Neurotoxic effects of low-level chronic acephate exposure in rats

Rats were administered the organophosphorus insecticide acephate at 1.0 or 10.0 mg/kg · day for 15 weeks. Blood and brain samples were collected at the end of the treatment and analyzed for cholinesterase, acetylcholinesterase, and glutamic acid decarboxylase activities and catecholamine and amino acid levels. No significant inhibition in the activity of brain AChE was noted at doses of 1.0 or 10.0 mg/kg · day. Low levels of acephate exposure (1.0 mg/kg · day), which did not alter plasma cholinesterase or RBC acetylcholinesterase activity levels, resulted in a significant elevation of plasma epinephrine and norepinephrine levels.
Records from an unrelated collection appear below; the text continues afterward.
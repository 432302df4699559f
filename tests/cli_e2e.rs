use assert_cmd::Command;
use predicates::prelude::*;
use tempfile::TempDir;

const ADMIN: [&str; 4] = ["-u", "admin", "-p", "admin123"];
const USER: [&str; 4] = ["-u", "user", "-p", "user123"];

fn rollbook(data_dir: &TempDir) -> Command {
    let mut cmd = Command::cargo_bin("rollbook").unwrap();
    cmd.env("ROLLBOOK_DATA", data_dir.path())
        .env("NO_COLOR", "1");
    cmd
}

fn add_ann(data_dir: &TempDir) {
    rollbook(data_dir)
        .args(ADMIN)
        .args([
            "add",
            "--id",
            "CS100001",
            "--first",
            "Ann",
            "--last",
            "Lee",
            "--dob",
            "2004-02-29",
            "--email",
            "ann.lee@example.edu",
            "--phone",
            "555-123-4567",
            "--dept",
            "Physics",
            "--gpa",
            "3.5",
            "--year",
            "2023",
        ])
        .assert()
        .success()
        .stdout(predicate::str::contains("Student added."));
}

#[test]
fn first_run_bootstraps_accounts_and_shows_the_dashboard() {
    let dir = TempDir::new().unwrap();

    rollbook(&dir)
        .args(ADMIN)
        .arg("dashboard")
        .assert()
        .success()
        .stdout(predicate::str::contains("Welcome, admin (admin)"))
        .stdout(predicate::str::contains("Total students:     0"))
        .stdout(predicate::str::contains("Average GPA:        0.00"));

    // The synthesized accounts were persisted, not just returned.
    assert!(dir.path().join("users.json").exists());
}

#[test]
fn dashboard_is_the_default_command() {
    let dir = TempDir::new().unwrap();

    rollbook(&dir)
        .args(ADMIN)
        .assert()
        .success()
        .stdout(predicate::str::contains("Welcome, admin (admin)"));
}

#[test]
fn wrong_password_is_rejected() {
    let dir = TempDir::new().unwrap();

    rollbook(&dir)
        .args(["-u", "admin", "-p", "admin124", "dashboard"])
        .assert()
        .failure()
        .stderr(predicate::str::contains("Invalid username or password"));
}

#[test]
fn blank_credentials_are_rejected() {
    let dir = TempDir::new().unwrap();

    rollbook(&dir)
        .args(["-u", "  ", "-p", "admin123", "dashboard"])
        .assert()
        .failure()
        .stderr(predicate::str::contains(
            "Please enter both username and password",
        ));
}

#[test]
fn non_admin_gets_the_dashboard_but_not_the_roster() {
    let dir = TempDir::new().unwrap();

    rollbook(&dir)
        .args(USER)
        .arg("dashboard")
        .assert()
        .success()
        .stdout(predicate::str::contains("Welcome, user (user)"));

    rollbook(&dir)
        .args(USER)
        .arg("list")
        .assert()
        .failure()
        .stderr(predicate::str::contains("requires the admin role"));

    rollbook(&dir)
        .args(USER)
        .args(["remove", "CS100001", "--yes"])
        .assert()
        .failure()
        .stderr(predicate::str::contains("requires the admin role"));
}

#[test]
fn roster_workflow_across_separate_invocations() {
    let dir = TempDir::new().unwrap();
    add_ann(&dir);
    assert!(dir.path().join("students.json").exists());

    // The record survives into the next process.
    rollbook(&dir)
        .args(ADMIN)
        .arg("list")
        .assert()
        .success()
        .stdout(predicate::str::contains("CS100001"))
        .stdout(predicate::str::contains("Ann Lee"))
        .stdout(predicate::str::contains("3.50"))
        .stdout(predicate::str::contains("1 student(s)"));

    // Search matches department fragments case-insensitively.
    rollbook(&dir)
        .args(ADMIN)
        .args(["search", "phy"])
        .assert()
        .success()
        .stdout(predicate::str::contains("Ann Lee"));

    rollbook(&dir)
        .args(ADMIN)
        .args(["list", "--search", "zz"])
        .assert()
        .success()
        .stdout(predicate::str::contains("No students found."));

    // Same ID again is refused.
    rollbook(&dir)
        .args(ADMIN)
        .args([
            "add",
            "--id",
            "CS100001",
            "--first",
            "Bob",
            "--last",
            "Chan",
            "--dob",
            "2003-07-01",
            "--email",
            "bob.chan@example.edu",
            "--phone",
            "555-987-6543",
            "--dept",
            "Mathematics",
            "--gpa",
            "3.0",
            "--year",
            "2022",
        ])
        .assert()
        .failure()
        .stderr(predicate::str::contains(
            "Student ID already exists: CS100001",
        ));

    // Update keeps the ID and rewrites the rest.
    rollbook(&dir)
        .args(ADMIN)
        .args([
            "update",
            "CS100001",
            "--id",
            "CS100001",
            "--first",
            "Ann",
            "--last",
            "Lee",
            "--dob",
            "2004-02-29",
            "--email",
            "ann.lee@example.edu",
            "--phone",
            "555-123-4567",
            "--dept",
            "Physics",
            "--gpa",
            "3.9",
            "--year",
            "2023",
        ])
        .assert()
        .success()
        .stdout(predicate::str::contains("Student updated."));

    rollbook(&dir)
        .args(ADMIN)
        .arg("list")
        .assert()
        .success()
        .stdout(predicate::str::contains("3.90"));

    rollbook(&dir)
        .args(ADMIN)
        .args(["remove", "CS100001", "--yes"])
        .assert()
        .success()
        .stdout(predicate::str::contains("Removed Ann Lee."));

    rollbook(&dir)
        .args(ADMIN)
        .arg("list")
        .assert()
        .success()
        .stdout(predicate::str::contains("No students found."));
}

#[test]
fn dashboard_reflects_the_roster() {
    let dir = TempDir::new().unwrap();
    add_ann(&dir);

    rollbook(&dir)
        .args(ADMIN)
        .arg("stats")
        .assert()
        .success()
        .stdout(predicate::str::contains("Total students:     1"))
        .stdout(predicate::str::contains("Average GPA:        3.50"))
        .stdout(predicate::str::contains("Students by department"))
        .stdout(predicate::str::contains("Physics"));
}

#[test]
fn validation_failures_surface_as_errors() {
    let dir = TempDir::new().unwrap();

    // Too young.
    let dob = chrono::Local::now()
        .date_naive()
        .checked_sub_months(chrono::Months::new(12 * 10))
        .unwrap()
        .to_string();
    rollbook(&dir)
        .args(ADMIN)
        .args([
            "add",
            "--id",
            "CS100002",
            "--first",
            "Kid",
            "--last",
            "Lee",
            "--dob",
            &dob,
            "--email",
            "kid.lee@example.edu",
            "--phone",
            "555-123-4567",
            "--dept",
            "Physics",
            "--gpa",
            "3.5",
            "--year",
            "2023",
        ])
        .assert()
        .failure()
        .stderr(predicate::str::contains("at least 16 years old"));

    // Department outside the configured list.
    rollbook(&dir)
        .args(ADMIN)
        .args([
            "add",
            "--id",
            "CS100003",
            "--first",
            "Ann",
            "--last",
            "Lee",
            "--dob",
            "2004-02-29",
            "--email",
            "ann.lee@example.edu",
            "--phone",
            "555-123-4567",
            "--dept",
            "Astrology",
            "--gpa",
            "3.5",
            "--year",
            "2023",
        ])
        .assert()
        .failure()
        .stderr(predicate::str::contains("Unknown department: Astrology"));

    // Malformed date never reaches the repository; clap rejects it.
    rollbook(&dir)
        .args(ADMIN)
        .args([
            "add",
            "--id",
            "CS100004",
            "--first",
            "Ann",
            "--last",
            "Lee",
            "--dob",
            "29/02/2004",
            "--email",
            "ann.lee@example.edu",
            "--phone",
            "555-123-4567",
            "--dept",
            "Physics",
            "--gpa",
            "3.5",
            "--year",
            "2023",
        ])
        .assert()
        .failure();

    // Nothing was written.
    rollbook(&dir)
        .args(ADMIN)
        .arg("list")
        .assert()
        .success()
        .stdout(predicate::str::contains("No students found."));
}

#[test]
fn removing_a_missing_student_fails() {
    let dir = TempDir::new().unwrap();

    rollbook(&dir)
        .args(ADMIN)
        .args(["remove", "ZZ999999", "--yes"])
        .assert()
        .failure()
        .stderr(predicate::str::contains("Student not found: ZZ999999"));
}
use clap::Parser;
use colored::*;
use console::Term;
use directories::ProjectDirs;
use rollbook::auth::AuthService;
use rollbook::config::RollbookConfig;
use rollbook::error::{Result, RollbookError};
use rollbook::model::{Student, User};
use rollbook::repo::StudentRepository;
use rollbook::stats::Statistics;
use rollbook::store::json::JsonStore;
use simplelog::{ColorChoice, LevelFilter, TermLogger, TerminalMode};
use std::path::PathBuf;
use unicode_width::UnicodeWidthStr;

mod args;
use args::{Cli, Commands, StudentFields};

const DATA_DIR_ENV: &str = "ROLLBOOK_DATA";
const LOG_LEVEL_ENV: &str = "ROLLBOOK_LOG";

fn main() {
    init_logging();
    if let Err(e) = run() {
        eprintln!("Error: {}", e);
        std::process::exit(1);
    }
}

struct AppContext {
    auth: AuthService<JsonStore>,
    students: StudentRepository<JsonStore>,
    config: RollbookConfig,
}

fn run() -> Result<()> {
    let cli = Cli::parse();
    let mut ctx = init_context(&cli)?;

    let (username, password) = credentials(&cli)?;
    if !ctx.auth.login(&username, &password) {
        return Err(RollbookError::Command(
            "Invalid username or password".into(),
        ));
    }

    match cli.command {
        Some(Commands::Dashboard) | None => handle_dashboard(&ctx),
        Some(Commands::List { search }) => handle_list(&ctx, search),
        Some(Commands::Search { term }) => handle_list(&ctx, Some(term)),
        Some(Commands::Add { fields }) => handle_add(&mut ctx, fields),
        Some(Commands::Update { id, fields }) => handle_update(&mut ctx, id, fields),
        Some(Commands::Remove { id, yes }) => handle_remove(&mut ctx, id, yes),
    }
}

fn init_logging() {
    let log_cfg = simplelog::ConfigBuilder::new()
        .add_filter_allow_str("rollbook")
        .build();
    // Stderr keeps log lines out of the table output.
    let _ = TermLogger::init(
        log_level_from_env(),
        log_cfg,
        TerminalMode::Stderr,
        ColorChoice::Auto,
    );
}

fn log_level_from_env() -> LevelFilter {
    let mut level_string = match std::env::var(LOG_LEVEL_ENV) {
        Err(_) => return LevelFilter::Warn,
        Ok(s) => s,
    };

    level_string.make_ascii_lowercase();
    match level_string.as_str() {
        "trace" => LevelFilter::Trace,
        "debug" => LevelFilter::Debug,
        "info" => LevelFilter::Info,
        "warn" => LevelFilter::Warn,
        "error" => LevelFilter::Error,
        "off" => LevelFilter::Off,
        _ => LevelFilter::Warn,
    }
}

fn init_context(cli: &Cli) -> Result<AppContext> {
    let data_dir = resolve_data_dir(cli);
    log::debug!("data dir: {}", data_dir.display());

    let config = RollbookConfig::load(&data_dir).unwrap_or_default();
    let auth = AuthService::new(JsonStore::new(&data_dir));
    let students = StudentRepository::new(JsonStore::new(&data_dir));

    Ok(AppContext {
        auth,
        students,
        config,
    })
}

fn resolve_data_dir(cli: &Cli) -> PathBuf {
    if let Some(dir) = &cli.data_dir {
        return dir.clone();
    }
    if let Ok(dir) = std::env::var(DATA_DIR_ENV) {
        if !dir.is_empty() {
            return PathBuf::from(dir);
        }
    }
    let proj_dirs =
        ProjectDirs::from("com", "rollbook", "rollbook").expect("Could not determine data dir");
    proj_dirs.data_dir().to_path_buf()
}

/// Credentials from the flags, falling back to interactive prompts.
/// The password prompt never echoes.
fn credentials(cli: &Cli) -> Result<(String, String)> {
    let term = Term::stderr();

    let username = match &cli.username {
        Some(u) => u.trim().to_string(),
        None => {
            term.write_str("Username: ")?;
            term.read_line()?.trim().to_string()
        }
    };
    let password = match &cli.password {
        Some(p) => p.trim().to_string(),
        None => {
            term.write_str("Password: ")?;
            term.read_secure_line()?.trim().to_string()
        }
    };

    if username.is_empty() || password.is_empty() {
        return Err(RollbookError::Command(
            "Please enter both username and password".into(),
        ));
    }
    Ok((username, password))
}

fn current_user(ctx: &AppContext) -> Result<&User> {
    ctx.auth
        .current_user()
        .ok_or_else(|| RollbookError::Command("Not logged in".into()))
}

fn require_admin(ctx: &AppContext) -> Result<()> {
    if ctx.auth.is_admin() {
        return Ok(());
    }
    Err(RollbookError::Command(
        "Student management requires the admin role".into(),
    ))
}

fn check_department(config: &RollbookConfig, department: &str) -> Result<()> {
    if config.is_known_department(department) {
        return Ok(());
    }
    Err(RollbookError::Command(format!(
        "Unknown department: {} (expected one of: {})",
        department,
        config.departments.join(", ")
    )))
}

fn handle_dashboard(ctx: &AppContext) -> Result<()> {
    let user = current_user(ctx)?;
    println!("Welcome, {} ({})", user.username.bold(), user.role);

    let stats = ctx.students.statistics();
    println!();
    println!("Total students:     {}", stats.total.to_string().bold());
    println!(
        "Average GPA:        {}",
        format!("{:.2}", stats.average_gpa).bold()
    );
    println!(
        "Recent enrollments: {}",
        stats.recent_enrollments.to_string().bold()
    );
    print_department_chart(&stats);
    Ok(())
}

fn handle_list(ctx: &AppContext, search: Option<String>) -> Result<()> {
    require_admin(ctx)?;
    let students = match search {
        Some(term) => ctx.students.search(&term),
        None => ctx.students.all().to_vec(),
    };
    print_students(&students);
    Ok(())
}

fn handle_add(ctx: &mut AppContext, fields: StudentFields) -> Result<()> {
    require_admin(ctx)?;
    let candidate = fields.into_student();
    check_department(&ctx.config, &candidate.department)?;
    ctx.students.add(candidate)?;
    println!("{}", "Student added.".green());
    Ok(())
}

fn handle_update(ctx: &mut AppContext, id: String, fields: StudentFields) -> Result<()> {
    require_admin(ctx)?;
    let candidate = fields.into_student();
    check_department(&ctx.config, &candidate.department)?;
    ctx.students.update(&id, candidate)?;
    println!("{}", "Student updated.".green());
    Ok(())
}

fn handle_remove(ctx: &mut AppContext, id: String, yes: bool) -> Result<()> {
    require_admin(ctx)?;
    if !yes {
        let student = ctx
            .students
            .get(&id)
            .ok_or_else(|| RollbookError::NotFound(id.clone()))?;
        let prompt = format!("Delete {} ({})? [y/N] ", student.full_name(), id);

        let term = Term::stderr();
        term.write_str(&prompt)?;
        let answer = term.read_line()?;
        if !matches!(answer.trim().to_lowercase().as_str(), "y" | "yes") {
            println!("Aborted.");
            return Ok(());
        }
    }
    let removed = ctx.students.remove(&id)?;
    println!("{}", format!("Removed {}.", removed.full_name()).green());
    Ok(())
}

const CHART_WIDTH: usize = 30;

fn print_department_chart(stats: &Statistics) {
    if stats.by_department.is_empty() {
        return;
    }

    let name_width = stats
        .by_department
        .keys()
        .map(|d| d.width())
        .max()
        .unwrap_or(0);
    let max_count = stats.by_department.values().copied().max().unwrap_or(1);

    println!();
    println!("{}", "Students by department".bold());
    for (dept, count) in &stats.by_department {
        let bar_len = (count * CHART_WIDTH).div_ceil(max_count);
        let padding = " ".repeat(name_width.saturating_sub(dept.width()));
        println!(
            "  {}{}  {} {}",
            dept,
            padding,
            "█".repeat(bar_len).cyan(),
            count
        );
    }
}

fn print_students(students: &[Student]) {
    if students.is_empty() {
        println!("No students found.");
        return;
    }

    let id_width = column_width("ID", students.iter().map(|s| s.student_id.as_str()));
    let name_width = {
        let widest = students
            .iter()
            .map(|s| s.full_name().width())
            .max()
            .unwrap_or(0);
        widest.max("Name".width())
    };
    let dept_width = column_width("Department", students.iter().map(|s| s.department.as_str()));

    println!(
        "{}  {}  {}  {}",
        pad("ID", id_width).bold(),
        pad("Name", name_width).bold(),
        pad("Department", dept_width).bold(),
        "GPA".bold()
    );
    for s in students {
        println!(
            "{}  {}  {}  {:.2}",
            pad(&s.student_id, id_width),
            pad(&s.full_name(), name_width),
            pad(&s.department, dept_width),
            s.gpa
        );
    }
    println!();
    println!("{}", format!("{} student(s)", students.len()).dimmed());
}

fn column_width<'a>(header: &str, values: impl Iterator<Item = &'a str>) -> usize {
    values
        .map(|v| v.width())
        .max()
        .unwrap_or(0)
        .max(header.width())
}

fn pad(s: &str, width: usize) -> String {
    let padding = width.saturating_sub(s.width());
    format!("{}{}", s, " ".repeat(padding))
}
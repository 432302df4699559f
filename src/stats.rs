//! Roster summary figures. Pure computation; the clock is an argument
//! so callers and tests control what "recent" means.

use crate::model::Student;
use std::collections::BTreeMap;

/// How far back an enrollment year may lie and still count as recent.
const RECENT_WINDOW_YEARS: i32 = 2;

#[derive(Debug, Clone, Default, PartialEq)]
pub struct Statistics {
    pub total: usize,
    /// Mean GPA across the roster, `0.0` when there are no students.
    pub average_gpa: f64,
    /// Students enrolled within the last [`RECENT_WINDOW_YEARS`] years,
    /// current year inclusive.
    pub recent_enrollments: usize,
    /// Headcount per department, ordered by department name.
    pub by_department: BTreeMap<String, usize>,
}

pub fn compute(students: &[Student], current_year: i32) -> Statistics {
    let total = students.len();
    let average_gpa = if total == 0 {
        0.0
    } else {
        students.iter().map(|s| s.gpa).sum::<f64>() / total as f64
    };
    let recent_enrollments = students
        .iter()
        .filter(|s| s.enrollment_year >= current_year - RECENT_WINDOW_YEARS)
        .count();
    let mut by_department = BTreeMap::new();
    for student in students {
        *by_department.entry(student.department.clone()).or_insert(0) += 1;
    }
    Statistics {
        total,
        average_gpa,
        recent_enrollments,
        by_department,
    }
}
//! Field-level business rules for candidate student records.
//!
//! Every rule is a pure predicate over the raw candidate value; composition
//! (and the decision of which failure to report first) belongs to the
//! caller. Rules that depend on the clock take "today" / "current year" as
//! an explicit argument so they stay deterministic under test.

use chrono::NaiveDate;
use once_cell::sync::Lazy;
use regex::Regex;

/// Anything before the `@`, at least one character after it. Deliberately
/// lax: the institution's records carry whatever address the student gave.
static EMAIL_REGEX: Lazy<Regex> =
    Lazy::new(|| Regex::new(r"^[A-Za-z0-9+_.-]+@(.+)$").unwrap());

/// Optional leading `+`, then ten or more digits, spaces or dashes.
static PHONE_REGEX: Lazy<Regex> = Lazy::new(|| Regex::new(r"^\+?[0-9\s-]{10,}$").unwrap());

/// Non-blank after trimming and at least 6 characters long.
pub fn is_valid_student_id(id: &str) -> bool {
    !id.trim().is_empty() && id.chars().count() >= 6
}

/// Non-blank after trimming and at least 2 characters long.
pub fn is_valid_name(name: &str) -> bool {
    !name.trim().is_empty() && name.chars().count() >= 2
}

pub fn is_valid_email(email: &str) -> bool {
    EMAIL_REGEX.is_match(email)
}

pub fn is_valid_phone(phone: &str) -> bool {
    PHONE_REGEX.is_match(phone)
}

/// Inclusive on both bounds.
pub fn is_valid_gpa(gpa: f64) -> bool {
    (0.0..=4.0).contains(&gpa)
}

pub fn is_valid_enrollment_year(year: i32, current_year: i32) -> bool {
    year >= 2000 && year <= current_year
}

/// Whole-year age, birthday not yet reached counts as the previous year.
pub fn is_at_least_16(date_of_birth: NaiveDate, today: NaiveDate) -> bool {
    today.years_since(date_of_birth).is_some_and(|y| y >= 16)
}
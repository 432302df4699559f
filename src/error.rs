use thiserror::Error;

#[derive(Error, Debug)]
pub enum RollbookError {
    /// A candidate record failed a business rule. `field` names the first
    /// offending field so the message is actionable as-is.
    #[error("Invalid {field}: {reason}")]
    Validation {
        field: &'static str,
        reason: String,
    },

    #[error("Student ID already exists: {0}")]
    DuplicateId(String),

    #[error("Student not found: {0}")]
    NotFound(String),

    #[error("IO error: {0}")]
    Io(#[from] std::io::Error),

    #[error("Serialization error: {0}")]
    Serialization(#[from] serde_json::Error),

    #[error("{0}")]
    Command(String),
}

impl RollbookError {
    pub fn invalid(field: &'static str, reason: impl Into<String>) -> Self {
        RollbookError::Validation {
            field,
            reason: reason.into(),
        }
    }
}

pub type Result<T> = std::result::Result<T, RollbookError>;
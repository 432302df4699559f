use chrono::NaiveDate;
use clap::{Args, Parser, Subcommand};
use rollbook::model::Student;
use std::path::PathBuf;

#[derive(Parser, Debug)]
#[command(name = "rollbook")]
#[command(about = "Student roster manager for the command line", long_about = None)]
pub struct Cli {
    #[command(subcommand)]
    pub command: Option<Commands>,

    /// Account username (prompted for when omitted)
    #[arg(short, long, global = true)]
    pub username: Option<String>,

    /// Account password (prompted for when omitted)
    #[arg(short, long, global = true)]
    pub password: Option<String>,

    /// Directory holding the data files (defaults to the platform data dir)
    #[arg(long, global = true, value_name = "DIR")]
    pub data_dir: Option<PathBuf>,
}

#[derive(Subcommand, Debug)]
pub enum Commands {
    /// Roster totals, average GPA and department headcounts (the default)
    #[command(alias = "stats")]
    Dashboard,

    /// List students, optionally filtered
    #[command(alias = "ls")]
    List {
        /// Search term
        #[arg(short, long)]
        search: Option<String>,
    },

    /// Search students (dedicated command)
    Search { term: String },

    /// Add a student to the roster
    Add {
        #[command(flatten)]
        fields: StudentFields,
    },

    /// Update the student with the given ID
    Update {
        /// ID of the record to replace
        id: String,

        #[command(flatten)]
        fields: StudentFields,
    },

    /// Remove the student with the given ID
    #[command(alias = "rm")]
    Remove {
        /// Student ID
        id: String,

        /// Skip the confirmation prompt
        #[arg(short, long)]
        yes: bool,
    },
}

/// The full set of student fields, shared by `add` and `update`.
#[derive(Args, Debug)]
pub struct StudentFields {
    /// Student ID (at least 6 characters)
    #[arg(long = "id")]
    pub student_id: String,

    /// First name
    #[arg(long)]
    pub first: String,

    /// Last name
    #[arg(long)]
    pub last: String,

    /// Date of birth (YYYY-MM-DD)
    #[arg(long)]
    pub dob: NaiveDate,

    /// Email address
    #[arg(long)]
    pub email: String,

    /// Phone number
    #[arg(long)]
    pub phone: String,

    /// Department (must be one of the configured list)
    #[arg(long = "dept")]
    pub department: String,

    /// Grade point average, 0.0 to 4.0
    #[arg(long)]
    pub gpa: f64,

    /// Enrollment year
    #[arg(long)]
    pub year: i32,
}

impl StudentFields {
    /// Builds the candidate record, trimming the free-text fields.
    pub fn into_student(self) -> Student {
        Student {
            student_id: self.student_id.trim().to_string(),
            first_name: self.first.trim().to_string(),
            last_name: self.last.trim().to_string(),
            date_of_birth: self.dob,
            email: self.email.trim().to_string(),
            phone: self.phone.trim().to_string(),
            department: self.department.trim().to_string(),
            gpa: self.gpa,
            enrollment_year: self.year,
        }
    }
}
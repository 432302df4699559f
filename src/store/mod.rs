//! # Record Store
//!
//! Durable load/save boundary for the two persisted collections, Users and
//! Students. The [`RecordStore`] trait keeps the services decoupled from the
//! storage medium:
//!
//! - [`json::JsonStore`]: production storage, one pretty-printed JSON
//!   document per collection (`users.json`, `students.json`) under a data
//!   directory.
//! - [`memory::MemoryStore`]: in-memory storage for tests.
//!
//! The contract is degrade-don't-propagate. Reads never fail: an absent or
//! unreadable users document yields the two default accounts (persisted on
//! the spot so the next load finds them), an unreadable students document
//! yields an empty list. Writes are fire-and-forget: a failed save is logged
//! and swallowed, so callers must treat a successful mutation as "applied in
//! memory", not as a durability guarantee.

use crate::model::{Student, User};

pub mod json;
pub mod memory;

/// Accounts synthesized when the users document is missing or unreadable.
pub fn default_users() -> Vec<User> {
    vec![
        User::new("admin", "admin123", "admin"),
        User::new("user", "user123", "user"),
    ]
}

pub trait RecordStore {
    /// Load all users, in document order. Takes `&mut self` because a
    /// failed read bootstraps and persists the default accounts.
    fn load_users(&mut self) -> Vec<User>;

    /// Overwrite the users document with the given list.
    fn save_users(&mut self, users: &[User]);

    /// Load all students, in document order; empty on any failure.
    fn load_students(&self) -> Vec<Student>;

    /// Overwrite the students document with the given list.
    fn save_students(&mut self, students: &[Student]);
}
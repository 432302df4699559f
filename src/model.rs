use chrono::NaiveDate;
use serde::{Deserialize, Serialize};

/// Recognized access levels.
///
/// The persisted `role` field stays a free-form string (see [`User::role`]);
/// anything that is not exactly `"admin"` maps to `User` and is never
/// granted admin capability.
#[derive(Debug, Clone, Copy, PartialEq, Eq)]
pub enum Role {
    Admin,
    User,
}

/// A login account. Credentials are stored and compared in plaintext; the
/// store is a local file owned by the institution, not a hardened secret.
#[derive(Debug, Clone, PartialEq, Eq, Serialize, Deserialize)]
pub struct User {
    pub username: String,
    pub password: String,
    pub role: String,
}

impl User {
    pub fn new(username: &str, password: &str, role: &str) -> Self {
        Self {
            username: username.to_string(),
            password: password.to_string(),
            role: role.to_string(),
        }
    }

    pub fn role(&self) -> Role {
        if self.role == "admin" {
            Role::Admin
        } else {
            Role::User
        }
    }
}

/// A student record. `student_id` is the identity key; uniqueness is
/// enforced by the repository, not by the store.
///
/// Field names serialize in camelCase to match the on-disk documents, and
/// `date_of_birth` round-trips as an ISO-8601 `YYYY-MM-DD` string (chrono's
/// serde encoding for `NaiveDate`). Any other date format fails the parse.
#[derive(Debug, Clone, PartialEq, Serialize, Deserialize)]
#[serde(rename_all = "camelCase")]
pub struct Student {
    pub student_id: String,
    pub first_name: String,
    pub last_name: String,
    pub date_of_birth: NaiveDate,
    pub email: String,
    pub phone: String,
    pub department: String,
    pub gpa: f64,
    pub enrollment_year: i32,
}

impl Student {
    /// Space-joined first and last name. Derived, never persisted.
    pub fn full_name(&self) -> String {
        format!("{} {}", self.first_name, self.last_name)
    }
}
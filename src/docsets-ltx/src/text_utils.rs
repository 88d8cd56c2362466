//! Text manipulation utilities.

use std::sync::LazyLock;

use regex::Regex;

static BLANK_LINE_RUNS: LazyLock<Regex> = LazyLock::new(|| Regex::new(r"\n[ \t]*(\n[ \t]*)+\n").unwrap());

/// Upper-cases the first character of every space separated word, leaving the rest untouched.
///
/// # Examples
///
/// ```
/// # use docsets_ltx::text_utils::capitalize_words;
/// assert_eq!(capitalize_words("herz ultraschall"), "Herz Ultraschall");
/// assert_eq!(capitalize_words("German Pages"), "German Pages");
/// assert_eq!(capitalize_words("eKG"), "EKG");
/// ```
pub fn capitalize_words(s: &str) -> String {
    s.split(' ').map(capitalize_first).collect::<Vec<_>>().join(" ")
}

fn capitalize_first(word: &str) -> String {
    let mut chars = word.chars();
    match chars.next() {
        None => String::new(),
        Some(first) => first.to_uppercase().chain(chars).collect(),
    }
}

/// Turns a path segment into a heading label: `-` become spaces, then every word is capitalized.
///
/// # Examples
///
/// ```
/// # use docsets_ltx::text_utils::segment_heading;
/// assert_eq!(segment_heading("herz-kreislauf"), "Herz Kreislauf");
/// ```
pub fn segment_heading(segment: &str) -> String {
    capitalize_words(&segment.split('-').collect::<Vec<_>>().join(" "))
}

/// Collapses all whitespace runs to single spaces and trims the ends.
pub fn collapse_whitespace(s: &str) -> String {
    s.split_whitespace().collect::<Vec<_>>().join(" ")
}

/// Reduces every run of blank lines to exactly one blank line and trims the ends.
pub fn collapse_blank_lines(s: &str) -> String {
    BLANK_LINE_RUNS.replace_all(s, "\n\n").trim().to_string()
}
Decreased GABA, dopamine, and tyrosine levels and glutamic acid decarboxylase activity were observed in brains of these rats. Similar changes occurred in rats exposed to 10 mg of acephate/kg · day; however, plasma cholinesterase and RBC acetylcholinesterase activities were inhibited. These observations suggest that chronic exposure to acephate altered the activity of the noncholinergic system without altering the cholinergic activity, and that low-level chronic exposure to organophosphorous compounds cannot be predicted by measuring the ChE or AChE enzyme activities.